● **Supplied material**:
☆ ☆ ☆

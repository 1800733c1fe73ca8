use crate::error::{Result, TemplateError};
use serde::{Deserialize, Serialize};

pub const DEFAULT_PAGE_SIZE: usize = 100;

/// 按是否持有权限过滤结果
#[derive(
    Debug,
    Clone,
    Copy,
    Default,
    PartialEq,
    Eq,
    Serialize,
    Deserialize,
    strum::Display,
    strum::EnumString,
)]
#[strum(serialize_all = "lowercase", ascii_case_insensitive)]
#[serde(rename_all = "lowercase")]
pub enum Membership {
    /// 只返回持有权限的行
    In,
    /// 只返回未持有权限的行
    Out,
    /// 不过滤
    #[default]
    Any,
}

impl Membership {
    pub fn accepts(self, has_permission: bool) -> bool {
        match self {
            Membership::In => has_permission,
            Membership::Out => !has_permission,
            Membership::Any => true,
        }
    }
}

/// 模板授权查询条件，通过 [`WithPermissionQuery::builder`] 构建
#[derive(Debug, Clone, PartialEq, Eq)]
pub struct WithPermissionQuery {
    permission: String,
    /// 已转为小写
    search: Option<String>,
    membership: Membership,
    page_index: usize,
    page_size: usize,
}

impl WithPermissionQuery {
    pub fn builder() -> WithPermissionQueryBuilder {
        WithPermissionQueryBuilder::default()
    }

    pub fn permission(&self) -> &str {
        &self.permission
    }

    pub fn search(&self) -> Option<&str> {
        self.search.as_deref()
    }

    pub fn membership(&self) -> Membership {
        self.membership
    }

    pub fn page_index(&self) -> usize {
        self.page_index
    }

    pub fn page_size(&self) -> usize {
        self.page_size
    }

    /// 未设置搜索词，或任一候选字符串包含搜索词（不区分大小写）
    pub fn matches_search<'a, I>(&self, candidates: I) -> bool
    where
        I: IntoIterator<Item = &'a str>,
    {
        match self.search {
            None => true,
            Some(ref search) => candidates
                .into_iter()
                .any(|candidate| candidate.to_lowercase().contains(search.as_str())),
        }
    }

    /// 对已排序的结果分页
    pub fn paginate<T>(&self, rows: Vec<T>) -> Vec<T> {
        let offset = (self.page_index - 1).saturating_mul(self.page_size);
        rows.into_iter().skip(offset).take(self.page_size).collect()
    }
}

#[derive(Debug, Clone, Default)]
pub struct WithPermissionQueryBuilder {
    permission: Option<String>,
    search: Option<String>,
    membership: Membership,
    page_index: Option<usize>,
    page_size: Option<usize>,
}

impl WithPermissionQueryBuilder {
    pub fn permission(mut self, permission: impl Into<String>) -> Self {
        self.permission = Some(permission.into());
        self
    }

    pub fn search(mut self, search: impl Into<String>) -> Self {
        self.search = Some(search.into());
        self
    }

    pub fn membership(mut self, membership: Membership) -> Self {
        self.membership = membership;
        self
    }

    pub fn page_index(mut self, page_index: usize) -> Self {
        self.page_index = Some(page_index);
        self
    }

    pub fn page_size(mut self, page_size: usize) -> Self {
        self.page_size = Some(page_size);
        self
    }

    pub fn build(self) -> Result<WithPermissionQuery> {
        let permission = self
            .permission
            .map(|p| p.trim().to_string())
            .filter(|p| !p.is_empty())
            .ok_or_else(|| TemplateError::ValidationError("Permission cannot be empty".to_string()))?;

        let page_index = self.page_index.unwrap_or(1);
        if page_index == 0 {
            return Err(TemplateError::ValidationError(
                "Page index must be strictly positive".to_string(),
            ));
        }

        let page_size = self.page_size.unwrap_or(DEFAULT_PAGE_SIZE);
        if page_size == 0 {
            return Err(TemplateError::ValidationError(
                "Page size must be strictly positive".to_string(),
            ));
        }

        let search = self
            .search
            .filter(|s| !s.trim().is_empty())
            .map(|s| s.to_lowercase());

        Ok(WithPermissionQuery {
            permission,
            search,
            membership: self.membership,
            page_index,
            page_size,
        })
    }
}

☆ ☆ ☆

● **Task brief**:
Give the count of lines in the material containing "Some". The reply is that number alone.

● **Solution**:
5